What you need to do: Go through the entries below and return every line that contains "Clone".

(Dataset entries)

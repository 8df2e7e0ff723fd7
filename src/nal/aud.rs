//! Parser for `access_unit_delimiter_rbsp()` (NAL type 9, spec 7.3.2.4).

use crate::rbsp::BitRead;
use std::fmt;

/// Indicates which slice types may be present in the primary coded picture
/// of the access unit (Table 7-5).
#[derive(Clone, Copy, Debug, PartialEq, Eq)]
pub enum PrimaryPicType {
    /// I slices only
    I = 0,
    /// I, P slices
    IP = 1,
    /// I, P, B slices
    IPB = 2,
    /// SI slices only
    SI = 3,
    /// SI, SP slices
    SISP = 4,
    /// I, SI slices
    ISI = 5,
    /// I, SI, P, SP slices
    ISIPSP = 6,
    /// I, SI, P, SP, B slices
    ISIPSPB = 7,
}

/// Error returned when a `primary_pic_type` value is out of range.
#[derive(Debug)]
pub struct PrimaryPicTypeError(pub u8);

impl fmt::Display for PrimaryPicTypeError {
    fn fmt(&self, f: &mut fmt::Formatter<'_>) -> fmt::Result {
        write!(f, "invalid primary_pic_type value: {}", self.0)
    }
}

impl PrimaryPicType {
    pub fn from_id(id: u8) -> Result<PrimaryPicType, PrimaryPicTypeError> {
        match id {
            0 => Ok(PrimaryPicType::I),
            1 => Ok(PrimaryPicType::IP),
            2 => Ok(PrimaryPicType::IPB),
            3 => Ok(PrimaryPicType::SI),
            4 => Ok(PrimaryPicType::SISP),
            5 => Ok(PrimaryPicType::ISI),
            6 => Ok(PrimaryPicType::ISIPSP),
            7 => Ok(PrimaryPicType::ISIPSPB),
            _ => Err(PrimaryPicTypeError(id)),
        }
    }

    pub fn id(self) -> u8 {
        self as u8
    }
}

/// Parsed `access_unit_delimiter_rbsp()` (NAL unit type 9).
#[derive(Clone, Debug, PartialEq, Eq)]
pub struct AccessUnitDelimiter {
    pub primary_pic_type: PrimaryPicType,
}

impl AccessUnitDelimiter {
    pub fn from_bits<R: BitRead>(mut r: R) -> Result<AccessUnitDelimiter, AudError> {
        let val: u8 = r.read(3, "primary_pic_type")?;
        let primary_pic_type =
            PrimaryPicType::from_id(val).map_err(AudError::InvalidPrimaryPicType)?;
        r.finish_rbsp()?;
        Ok(AccessUnitDelimiter { primary_pic_type })
    }
}

/// Error type for AUD parsing.
#[derive(Debug)]
pub enum AudError {
    InvalidPrimaryPicType(PrimaryPicTypeError),
    RbspError(crate::rbsp::BitReaderError),
}

impl From<crate::rbsp::BitReaderError> for AudError {
    fn from(e: crate::rbsp::BitReaderError) -> Self {
        AudError::RbspError(e)
    }
}

impl fmt::Display for AudError {
    fn fmt(&self, f: &mut fmt::Formatter<'_>) -> fmt::Result {
        match self {
            AudError::InvalidPrimaryPicType(e) => write!(f, "{}", e),
            AudError::RbspError(e) => write!(f, "{:?}", e),
        }
    }
}

#[cfg(test)]
mod test {
    use super::*;
    use crate::rbsp::BitReader;

    #[test]
    fn parse_all_pic_types() {
        for id in 0u8..=7 {
            // primary_pic_type(3 bits) + rbsp_stop_one_bit(1) + padding(4 zeros)
            let byte = (id << 5) | 0x10;
            let data = [byte];
            let aud = AccessUnitDelimiter::from_bits(BitReader::new(&data[..])).unwrap();
            assert_eq!(aud.primary_pic_type.id(), id);
        }
    }

    #[test]
    fn parse_ipb() {
        // primary_pic_type=2 (IPB): 010 1 0000 = 0x50
        let data = [0x50u8];
        let aud = AccessUnitDelimiter::from_bits(BitReader::new(&data[..])).unwrap();
        assert_eq!(aud.primary_pic_type, PrimaryPicType::IPB);
    }
}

Written response:
#[derive(Clone, Copy, Debug, PartialEq, Eq)]
#[derive(Clone, Debug, PartialEq, Eq)]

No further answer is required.